Both the government and the local community were against enacting another aerial wolf hunting program and, so, the Yukon wolves were left alone in the area. Instead, a process of helping breed caribou was enacted that was fairly successful. Further breeding attempts and studies are still ongoing.

===2009 aerial wolf hunt===
In early 2009, the US Board of Game passed through a plan by the Alaska Department of Fish and Game that allowed " the state to hire private helicopters to kill wolves." The plan itself had been given to the Board of Game after the period of public comment has passed, which made it so that the public had no say in the plan or its workings. The Alaska division of the Defenders of Wildlife was outraged over these actions, stating that "the Palin administration and the Board of Game are acting with complete disregard for scientific wildlife management."

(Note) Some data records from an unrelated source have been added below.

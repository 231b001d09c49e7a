//! Advance deadline notifications: goals whose deadline enters the fixed
//! lead-time window get one push per deadline instance. The window is
//! narrow by design; a goal whose window passes unscanned simply misses its
//! notification (accepted best-effort bound, no catch-up).

use time::{Duration, OffsetDateTime};
use tracing::{debug, error, info, instrument};

use crate::goals::repo::{GeneratedPost, Goal};
use crate::social::repo::DeviceRegistration;
use crate::state::AppState;

/// How far ahead of the deadline the notification fires.
const NOTIFY_LEAD: Duration = Duration::hours(2);
/// Half-width of the scan window around the lead instant.
const WINDOW_TOLERANCE: Duration = Duration::minutes(1);
/// Preview length taken from the first post's effective text.
const PREVIEW_CHARS: usize = 100;

pub async fn tick(state: &AppState) -> anyhow::Result<()> {
    let now = OffsetDateTime::now_utc();
    let target = now + NOTIFY_LEAD;
    let goals =
        Goal::find_in_notification_window(&state.db, target - WINDOW_TOLERANCE, target + WINDOW_TOLERANCE)
            .await?;
    if goals.is_empty() {
        return Ok(());
    }

    info!(count = goals.len(), "goals hitting deadline in 2 hours");
    for goal in goals {
        if let Err(e) = notify_goal(state, &goal).await {
            error!(error = %e, goal_id = %goal.id, "deadline notification failed");
        }
    }
    Ok(())
}

/// Send the advance push for one goal; the goal only transitions to
/// notified on confirmed delivery.
#[instrument(skip(state, goal), fields(goal_id = %goal.id))]
async fn notify_goal(state: &AppState, goal: &Goal) -> anyhow::Result<()> {
    let Some(device_token) = DeviceRegistration::token_for_user(&state.db, goal.user_id).await?
    else {
        debug!(user_id = %goal.user_id, "no device token, skipping");
        return Ok(());
    };

    let preview = GeneratedPost::first_for_goal(&state.db, goal.id)
        .await?
        .map(|post| post.preview(PREVIEW_CHARS))
        .unwrap_or_default();

    let delivered = state
        .push
        .send(
            &device_token,
            "Goal deadline in 2 hours",
            &goal.title,
            goal.id,
            &preview,
        )
        .await?;

    if delivered {
        Goal::set_notification_sent(&state.db, goal.id).await?;
        info!("deadline notification delivered");
    } else {
        debug!("push gateway reported non-delivery, will retry while in window");
    }
    Ok(())
}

A few days later, a government-sanctioned aerial wolf hunt began in Alaska. It was initiated within only a few hours after the Alaska Department of Fish and Game told the National Park Service that such an effort was going to be undertaken in the area around Tanana. With about 200 wolves being the goal stated for the hunt, more than 30 were killed within the first day, including those that had been radio-collared for research purposes. The National Park Service was greatly displeased with the loss of collared wolves, as they had been part of a 20-year study.

Before the hunt began, the National Park Service released a statement that said that, if the hunting plan was continued to completion, "this would leave one-to-two wolves per 1,000 square kilometers in the Upper Yukon Wolf Control Area, approximating the lowest known wolf population densities in Alaska."